Pre-trial hearings at Guantanamo Bay for accused September 11 plotters Khalid Sheikh Mohammed and Ramzi Binalshibh have been postponed until February.
The first two days of hearings would have been the first open pre-trial hearings since the release of a damning Senate report on CIA torture.
Mohammed, Binalshibh and two others accused in the 2001 attacks had been due to appear on Monday before a military court in Guantanamo Bay.
But both hearings have been put off, a Defense department spokesman says.

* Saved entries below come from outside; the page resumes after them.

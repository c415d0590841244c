//! Threshold aggregation and verification
//!
//! [`Aggregator`] combines signature shares into a group signature and checks
//! it against the threshold public key. A subset is accepted only when it
//! holds at least `threshold` distinct parties, each contributing a genuine
//! share over the same message. Verification answers with a `bool`; the
//! reason for a rejection is only logged.

use crate::provider::{ProviderFactory, ThresholdVerifier};
use crate::{Error, KeyShareRecord, PartyId, Result, SigShareBytes, SignatureShareRecord};
use std::collections::HashSet;
use tracing::{debug, instrument, warn};

/// Verifier bound to one threshold public key, reusable across messages
pub struct Aggregator<V> {
    verifier: V,
    threshold: Option<usize>,
}

impl<V: ThresholdVerifier> Aggregator<V> {
    /// Load a verifier for `threshold_pk`
    pub fn load_verifier<F>(factory: &F, threshold_pk: &[u8]) -> Result<Self>
    where
        F: ProviderFactory<Verifier = V>,
    {
        if threshold_pk.is_empty() {
            return Err(Error::EmptyInput("threshold public key is empty".into()));
        }
        Ok(Self {
            verifier: factory.new_verifier(threshold_pk)?,
            threshold: None,
        })
    }

    /// Verifier for the key of a key-share record, enforcing its threshold
    pub fn from_record<F>(factory: &F, record: &KeyShareRecord) -> Result<Self>
    where
        F: ProviderFactory<Verifier = V>,
    {
        Ok(Self::load_verifier(factory, &record.threshold_public_key_bytes()?)?
            .with_threshold(record.threshold))
    }

    /// Verifier for the key embedded in a signature-share record
    pub fn from_signatures<F>(factory: &F, record: &SignatureShareRecord) -> Result<Self>
    where
        F: ProviderFactory<Verifier = V>,
    {
        let threshold_pk = record
            .threshold_public_key_bytes()?
            .ok_or_else(|| Error::Format("signature record carries no threshold_public_key".into()))?;
        Ok(Self::load_verifier(factory, &threshold_pk)?.with_threshold(record.threshold))
    }

    /// Reject subsets smaller than `threshold` before any curve work
    pub fn with_threshold(mut self, threshold: usize) -> Self {
        self.threshold = Some(threshold);
        self
    }

    pub fn threshold(&self) -> Option<usize> {
        self.threshold
    }

    /// Combine `sigs`, where `ids[i]` produced `sigs[i]`
    #[instrument(skip_all, fields(shares = sigs.len()))]
    pub fn aggregate(&self, sigs: &[SigShareBytes], ids: &[PartyId]) -> Result<Vec<u8>> {
        if sigs.is_empty() || ids.is_empty() {
            return Err(Error::EmptyInput(format!(
                "{} signature shares, {} party ids",
                sigs.len(),
                ids.len()
            )));
        }
        if sigs.len() != ids.len() {
            return Err(Error::LengthMismatch {
                sigs: sigs.len(),
                ids: ids.len(),
            });
        }

        let mut seen = HashSet::with_capacity(ids.len());
        if let Some(duplicate) = ids.iter().find(|id| !seen.insert(**id)) {
            return Err(Error::DuplicatePartyId(*duplicate));
        }

        if let Some(required) = self.threshold {
            if ids.len() < required {
                return Err(Error::ThresholdNotMet {
                    required,
                    actual: ids.len(),
                });
            }
        }

        let aggregated = self.verifier.aggregate_signatures(sigs, ids)?;
        debug!(parties = ?ids, "Signature shares aggregated");
        Ok(aggregated)
    }

    /// Check an aggregated signature over `message`
    pub fn verify_signature(&self, message: &[u8], signature: &[u8]) -> bool {
        match self.verifier.verify(message, signature) {
            Ok(()) => true,
            Err(e) => {
                warn!(error = %e, "Signature rejected");
                false
            }
        }
    }

    /// Aggregate `sigs` and check the result over `message`
    #[instrument(skip_all, fields(parties = ?ids))]
    pub fn verify(&self, message: &[u8], sigs: &[SigShareBytes], ids: &[PartyId]) -> bool {
        match self.aggregate(sigs, ids) {
            Ok(signature) => self.verify_signature(message, &signature),
            Err(e) => {
                warn!(error = %e, "Aggregation rejected");
                false
            }
        }
    }

    /// Verify the shares of `record` from the listed parties, or from every
    /// party in the record when `ids` is empty
    pub fn verify_record(
        &self,
        message: &[u8],
        record: &SignatureShareRecord,
        ids: &[PartyId],
    ) -> bool {
        let selected = if ids.is_empty() {
            record.decode()
        } else {
            record.select(ids)
        };
        match selected {
            Ok((sigs, ids)) => self.verify(message, &sigs, &ids),
            Err(e) => {
                warn!(error = %e, "Signature record unusable");
                false
            }
        }
    }
}

#[cfg(test)]
mod tests {
    use super::*;
    use crate::keygen::DkgCoordinator;
    use crate::provider::{Bn254Provider, Bn254Verifier};
    use crate::sign::{collect_signatures, Signer};
    use crate::{message_digest, ThresholdConfig};

    struct Fixture {
        record: KeyShareRecord,
        signers: Vec<Signer<crate::provider::Bn254Party>>,
    }

    async fn fixture(n: usize, t: usize) -> Fixture {
        let record = DkgCoordinator::new(ThresholdConfig::new(n, t).unwrap(), &Bn254Provider)
            .unwrap()
            .run()
            .await
            .unwrap()
            .into_record()
            .unwrap();
        let signers = (0..n)
            .map(|i| Signer::from_record(&record, i, &Bn254Provider).unwrap())
            .collect();
        Fixture { record, signers }
    }

    fn plain(fixture: &Fixture) -> Aggregator<Bn254Verifier> {
        let pk = fixture.record.threshold_public_key_bytes().unwrap();
        Aggregator::load_verifier(&Bn254Provider, &pk).unwrap()
    }

    #[tokio::test(flavor = "multi_thread", worker_threads = 2)]
    async fn test_input_errors() {
        let fixture = fixture(3, 2).await;
        let aggregator = plain(&fixture);
        let sig = fixture.signers[0].sign(b"m").unwrap();

        assert!(matches!(aggregator.aggregate(&[], &[]), Err(Error::EmptyInput(_))));
        assert!(matches!(
            aggregator.aggregate(&[sig.clone()], &[]),
            Err(Error::EmptyInput(_))
        ));
        assert!(matches!(
            aggregator.aggregate(&[sig.clone()], &[0, 1]),
            Err(Error::LengthMismatch { sigs: 1, ids: 2 })
        ));
        assert!(matches!(
            aggregator.aggregate(&[sig.clone(), sig.clone()], &[0, 0]),
            Err(Error::DuplicatePartyId(0))
        ));
        assert!(aggregator.aggregate(&[sig.clone(), sig], &[0, 0]).unwrap_err().is_input_error());

        assert!(Aggregator::load_verifier(&Bn254Provider, &[]).is_err());
    }

    #[tokio::test(flavor = "multi_thread", worker_threads = 2)]
    async fn test_threshold_semantics() {
        let fixture = fixture(4, 3).await;
        let aggregator = plain(&fixture);
        let message = message_digest(b"msg1");
        let sigs: Vec<_> = fixture
            .signers
            .iter()
            .map(|s| s.sign(&message).unwrap())
            .collect();

        let pick = |ids: &[PartyId]| -> Vec<SigShareBytes> {
            ids.iter().map(|id| sigs[*id as usize].clone()).collect()
        };

        assert!(aggregator.verify(&message, &pick(&[0, 1, 2]), &[0, 1, 2]));
        assert!(aggregator.verify(&message, &pick(&[3, 1, 0]), &[3, 1, 0]));
        assert!(aggregator.verify(&message, &pick(&[0, 1, 2, 3]), &[0, 1, 2, 3]));
        assert!(!aggregator.verify(&message, &pick(&[0, 1]), &[0, 1]));
        assert!(!aggregator.verify(&message, &pick(&[0, 0, 1]), &[0, 0, 1]));
        assert!(!aggregator.verify(b"msg2", &pick(&[0, 1, 2]), &[0, 1, 2]));
        // Shares attributed to the wrong parties
        assert!(!aggregator.verify(&message, &pick(&[0, 1, 2]), &[1, 0, 2]));
    }

    #[tokio::test(flavor = "multi_thread", worker_threads = 2)]
    async fn test_with_threshold_rejects_early() {
        let fixture = fixture(3, 2).await;
        let aggregator = Aggregator::from_record(&Bn254Provider, &fixture.record).unwrap();
        assert_eq!(aggregator.threshold(), Some(2));

        let sig = fixture.signers[1].sign(b"m").unwrap();
        assert!(matches!(
            aggregator.aggregate(&[sig], &[1]),
            Err(Error::ThresholdNotMet { required: 2, actual: 1 })
        ));
    }

    #[tokio::test(flavor = "multi_thread", worker_threads = 2)]
    async fn test_verify_record() {
        let fixture = fixture(3, 2).await;
        let record = collect_signatures(&fixture.signers, b"payload").unwrap();
        let aggregator = Aggregator::from_signatures(&Bn254Provider, &record).unwrap();

        assert!(aggregator.verify_record(b"payload", &record, &[]));
        assert!(aggregator.verify_record(b"payload", &record, &[2, 0]));
        assert!(!aggregator.verify_record(b"payload", &record, &[1]));
        assert!(!aggregator.verify_record(b"payload", &record, &[1, 7]));
        assert!(!aggregator.verify_record(b"other", &record, &[0, 1]));

        let signature = aggregator
            .aggregate(&record.select(&[0, 1]).unwrap().0, &[0, 1])
            .unwrap();
        assert_eq!(signature.len(), 64);
        assert!(aggregator.verify_signature(b"payload", &signature));
        assert!(!aggregator.verify_signature(b"payload", &signature[..32]));

        let mut bare = record.clone();
        bare.threshold_public_key = None;
        assert!(matches!(
            Aggregator::from_signatures(&Bn254Provider, &bare),
            Err(Error::Format(_))
        ));
    }
}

The prisoners object to being handled by women on religious grounds, which raised the possibility that they would have had to have been forcibly dragged into court.
It would have been their first public appearance since the Senate Intelligence Committee released a detailed report on the CIA's use of so-called "enhanced interrogation techniques" on detainees in secret prisons after the 9/11 attacks which killed nearly 3,000 people.
Mohammed, the alleged mastermind, was subjected to "waterboarding," a form of near drowning, 183 times, as well as "rectal rehydration" without medical cause.
Binalshibh underwent harsh interrogations featuring waterboarding, sleep deprivation and stress position for 34 days after his capture. The report said CIA analysts concluded he was not a senior Al-Qaeda member.
The hearings, however, were not about the Senate report but about a potential conflict of interest that arose in July when Binalshibh's lawyer learned that his team's security officer had been questioned by the FBI about their activities.